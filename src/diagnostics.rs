//! Boot diagnostics and runtime counters.
//!
//! - [`ResetReason`] is read once at boot so a watchdog restart is visible
//!   in the log.
//! - [`install_panic_handler`] logs the panic and forces the pump pin low
//!   before the default handler resets the chip.
//! - [`CycleStats`] accumulates per-cycle counters and is logged after
//!   every cycle.

use serde::{Deserialize, Serialize};

use crate::app::controller::CycleReport;

// ───────────────────────────────────────────────────────────────
// Reset reason
// ───────────────────────────────────────────────────────────────

#[derive(Debug, Clone, Copy, PartialEq, Eq, Serialize, Deserialize)]
pub enum ResetReason {
    PowerOn,
    Watchdog,
    Panic,
    Brownout,
    Software,
    DeepSleep,
    Other,
}

impl ResetReason {
    #[cfg(target_os = "espidf")]
    pub fn read() -> Self {
        use esp_idf_svc::sys::*;

        // SAFETY: reads a value latched by the ROM bootloader.
        match unsafe { esp_reset_reason() } {
            esp_reset_reason_t_ESP_RST_POWERON => Self::PowerOn,
            esp_reset_reason_t_ESP_RST_TASK_WDT
            | esp_reset_reason_t_ESP_RST_INT_WDT
            | esp_reset_reason_t_ESP_RST_WDT => Self::Watchdog,
            esp_reset_reason_t_ESP_RST_PANIC => Self::Panic,
            esp_reset_reason_t_ESP_RST_BROWNOUT => Self::Brownout,
            esp_reset_reason_t_ESP_RST_SW => Self::Software,
            esp_reset_reason_t_ESP_RST_DEEPSLEEP => Self::DeepSleep,
            _ => Self::Other,
        }
    }

    /// Host builds always look like a cold boot.
    #[cfg(not(target_os = "espidf"))]
    pub fn read() -> Self {
        Self::PowerOn
    }

    /// True when the previous run ended abnormally.
    pub fn is_fault(self) -> bool {
        matches!(self, Self::Watchdog | Self::Panic | Self::Brownout)
    }

    /// Log the reason at a level matching its severity.
    pub fn log(self) {
        if self.is_fault() {
            log::warn!("Boot: reset after {:?}", self);
        } else {
            log::info!("Boot: reset reason {:?}", self);
        }
    }
}

// ───────────────────────────────────────────────────────────────
// Cycle counters
// ───────────────────────────────────────────────────────────────

#[derive(Debug, Clone, Default, PartialEq, Eq, Serialize, Deserialize)]
pub struct CycleStats {
    pub cycles: u64,
    /// Cycles that reached Actuating.
    pub waterings: u64,
    pub sensor_faults: u64,
    /// Total steps issued to the selector since boot.
    pub steps_issued: u64,
    pub sub_cycles_slept: u64,
    /// FSM transitions since boot.
    pub phase_transitions: u64,
}

impl CycleStats {
    pub fn record_cycle(&mut self, report: &CycleReport, steps_issued: u64) {
        self.cycles += 1;
        if report.watered {
            self.waterings += 1;
        }
        if report.sensor_fault {
            self.sensor_faults += 1;
        }
        self.steps_issued = steps_issued;
        self.sub_cycles_slept += u64::from(report.sleep.sub_cycles);
    }

    pub fn log(&self) {
        log::info!(
            "Stats: cycles={} waterings={} faults={}",
            self.cycles,
            self.waterings,
            self.sensor_faults
        );
        log::debug!(
            "Stats: steps={} sub_cycles={} transitions={}",
            self.steps_issued,
            self.sub_cycles_slept,
            self.phase_transitions
        );
    }
}

// ───────────────────────────────────────────────────────────────
// Panic hook
// ───────────────────────────────────────────────────────────────

/// Install a panic hook that shuts the pump off before reset.
///
/// Call once during init.  The pin is written through the raw GPIO API
/// because the pump driver is owned by the controller that just panicked.
pub fn install_panic_handler() {
    std::panic::set_hook(Box::new(|info| {
        let reason = if let Some(msg) = info.payload().downcast_ref::<&str>() {
            *msg
        } else if let Some(msg) = info.payload().downcast_ref::<String>() {
            msg.as_str()
        } else {
            "unknown panic"
        };

        log::error!("PANIC: {}", reason);
        if let Some(loc) = info.location() {
            log::error!("  at {}:{}", loc.file(), loc.line());
        }

        #[cfg(target_os = "espidf")]
        {
            // SAFETY: a single register write, safe from panic context.
            let ret = unsafe { esp_idf_svc::sys::gpio_set_level(crate::pins::PUMP_GPIO, 0) };
            if ret != esp_idf_svc::sys::ESP_OK {
                log::error!("Panic handler: pump pin write failed ({})", ret);
            }
        }

        #[cfg(not(target_os = "espidf"))]
        {
            log::error!("Pump forced off (simulation)");
        }
    }));
}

====

Exercise aim: Lines holding the string "write" are the answer; copy each one from the listing above.

Task output:
            // SAFETY: a single register write, safe from panic context.
                log::error!("Panic handler: pump pin write failed ({})", ret);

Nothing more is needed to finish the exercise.